By correctly understanding the system and being creative with your timing and methods of sale, it is very much possible to achieve these goals.
Frequently Asked Questions

If you sell gold, up to how much is tax-free?
Capital gains from selling gold are tax-exempt due to a special deduction if the annual profit is 14,500 MYR or less. This applies not only to gold bullion but also to the combined capital gains from other assets subject to comprehensive taxation, such as stocks and real estate. For example, if your profit from selling gold is 8,700 MYR and you have no other capital gains, the total is 14,500 MYR or less, so the taxable amount is zero.

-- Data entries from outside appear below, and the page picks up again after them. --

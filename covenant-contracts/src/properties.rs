//! Ordered key/value property sources

use crate::configurator::{ConfigError, PROPERTY_PREFIX};
use std::path::Path;
use tracing::debug;

/// Environment variables with this prefix map onto `org.contract4j5.` keys,
/// e.g. `CONTRACT4J5_Pre=off` becomes `org.contract4j5.Pre=off`.
pub const ENV_PREFIX: &str = "CONTRACT4J5_";

/// Properties in the order they were defined. Later definitions of a key
/// override earlier ones when read through [`PropertySource::get`].
#[derive(Debug, Clone, Default, PartialEq, Eq)]
pub struct PropertySource {
    entries: Vec<(String, String)>,
}

impl PropertySource {
    pub fn new() -> Self {
        Self::default()
    }

    pub fn with(mut self, key: impl Into<String>, value: impl Into<String>) -> Self {
        self.set(key, value);
        self
    }

    pub fn set(&mut self, key: impl Into<String>, value: impl Into<String>) {
        self.entries.push((key.into(), value.into()));
    }

    /// Last value defined for `key`
    pub fn get(&self, key: &str) -> Option<&str> {
        self.entries
            .iter()
            .rev()
            .find(|(k, _)| k == key)
            .map(|(_, v)| v.as_str())
    }

    pub fn iter(&self) -> impl Iterator<Item = (&str, &str)> {
        self.entries.iter().map(|(k, v)| (k.as_str(), v.as_str()))
    }

    pub fn len(&self) -> usize {
        self.entries.len()
    }

    pub fn is_empty(&self) -> bool {
        self.entries.is_empty()
    }

    /// Append every entry of `other` after this source's entries
    pub fn merge(&mut self, other: PropertySource) {
        self.entries.extend(other.entries);
    }

    /// Parse `.properties` text: `key=value`, `key: value` or `key value`
    /// lines, `#`/`!` comments and trailing-backslash continuations.
    pub fn from_properties_str(text: &str) -> Self {
        let mut source = Self::new();
        let mut pending = String::new();

        for raw in text.lines() {
            let line = raw.trim_start();
            if pending.is_empty() && (line.is_empty() || line.starts_with('#') || line.starts_with('!')) {
                continue;
            }

            let trimmed = line.trim_end();
            if let Some(continued) = trimmed.strip_suffix('\\') {
                pending.push_str(continued);
                continue;
            }
            pending.push_str(trimmed);

            let logical = std::mem::take(&mut pending);
            if let Some((key, value)) = split_property(&logical) {
                source.set(key, value);
            }
        }

        if !pending.is_empty() {
            if let Some((key, value)) = split_property(&pending) {
                source.set(key, value);
            }
        }

        source
    }

    /// Flatten a TOML document into dotted keys. Arrays become
    /// comma separated lists.
    pub fn from_toml_str(text: &str) -> Result<Self, ConfigError> {
        let table: toml::Table = text
            .parse()
            .map_err(|e: toml::de::Error| ConfigError::Parse(e.to_string()))?;
        let mut source = Self::new();
        flatten_table("", &table, &mut source);
        Ok(source)
    }

    /// Load a file, choosing the format by extension (`.toml` or anything
    /// else as properties text)
    pub fn from_file(path: impl AsRef<Path>) -> Result<Self, ConfigError> {
        let path = path.as_ref();
        let text = std::fs::read_to_string(path).map_err(|e| ConfigError::Io {
            path: path.display().to_string(),
            message: e.to_string(),
        })?;
        debug!(path = %path.display(), "loading properties");

        match path.extension().and_then(|e| e.to_str()) {
            Some("toml") => Self::from_toml_str(&text),
            _ => Ok(Self::from_properties_str(&text)),
        }
    }

    /// Collect `CONTRACT4J5_*` variables from the process environment
    pub fn from_env() -> Self {
        Self::from_vars(std::env::vars())
    }

    pub fn from_vars<I, K, V>(vars: I) -> Self
    where
        I: IntoIterator<Item = (K, V)>,
        K: AsRef<str>,
        V: Into<String>,
    {
        let mut source = Self::new();
        for (name, value) in vars {
            if let Some(key) = name.as_ref().strip_prefix(ENV_PREFIX) {
                if !key.is_empty() {
                    source.set(format!("{}{}", PROPERTY_PREFIX, key), value);
                }
            }
        }
        source
    }
}

fn split_property(line: &str) -> Option<(String, String)> {
    let line = line.trim();
    if line.is_empty() {
        return None;
    }
    let split_at = line.find(|c: char| c == '=' || c == ':' || c.is_whitespace());
    match split_at {
        Some(idx) => {
            let key = line[..idx].trim_end();
            let rest = line[idx..].trim_start();
            let value = rest
                .strip_prefix('=')
                .or_else(|| rest.strip_prefix(':'))
                .unwrap_or(rest)
                .trim();
            Some((key.to_string(), value.to_string()))
        }
        None => Some((line.to_string(), String::new())),
    }
}

fn flatten_table(prefix: &str, table: &toml::Table, out: &mut PropertySource) {
    for (key, value) in table {
        let full_key = if prefix.is_empty() {
            key.clone()
        } else {
            format!("{}.{}", prefix, key)
        };
        match value {
            toml::Value::Table(inner) => flatten_table(&full_key, inner, out),
            other => out.set(full_key, toml_scalar(other)),
        }
    }
}

fn toml_scalar(value: &toml::Value) -> String {
    match value {
        toml::Value::String(s) => s.clone(),
        toml::Value::Integer(i) => i.to_string(),
        toml::Value::Float(f) => f.to_string(),
        toml::Value::Boolean(b) => b.to_string(),
        toml::Value::Datetime(d) => d.to_string(),
        toml::Value::Array(items) => items
            .iter()
            .map(toml_scalar)
            .collect::<Vec<_>>()
            .join(", "),
        toml::Value::Table(_) => String::new(),
    }
}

When selling gold, will I not have to pay tax if the amount is 14,500 MYR or less every year?
Yes. If the total annual capital gains (profit after deducting acquisition costs and fees), combined with other capital gains, is 14,500 MYR or less, you will not be taxed for that year. However, it is important to note that if you make sales over multiple years or have other capital gains, all of them will be aggregated.
If I sell gold for 29,000 MYR, how much tax will I have to pay?
Even if you sell gold for 29,000 MYR, whether tax is applied or not is determined by “how much you bought it for.”
For example, if the purchase price was 17,400 MYR, the profit would be 29,000 MYR – 17,400 MYR = 11,600 MYR. Since this profit is within the 14,500 MYR special deduction, no tax is applied.
On the other hand, if the purchase price was 8,700 MYR, the profit would be 700,000 yen, and the taxable amount after the deduction would be 20,300 MYR – 14,500 MYR = 5,800 MYR.
For instance, if a person with an annual salary of 116,000 MYR earned this 5,800 MYR in capital gains, their tax burden is expected to be approximately 1,160 MYR, which includes income tax calculated as 5,800 MYR × 20% – deduction” and resident tax as “5,800 MYR × 10%.”
As such, whether you are taxed depends on the purchase price, making it important to calculate your profit in advance.
If gold is sold for 58,000 MYR or more, will I have to pay tax?
When the gold sale amount is 58,000 MYR or more, the buyer will submit a “Payment Record” to the tax office, and the tax office will be aware of this information. You must be careful because a tax return may be required even if your profit is 14,500 MYR or less. The obligation to submit a Payment Record generally arises when the sale amount is 58,000 MYR or more.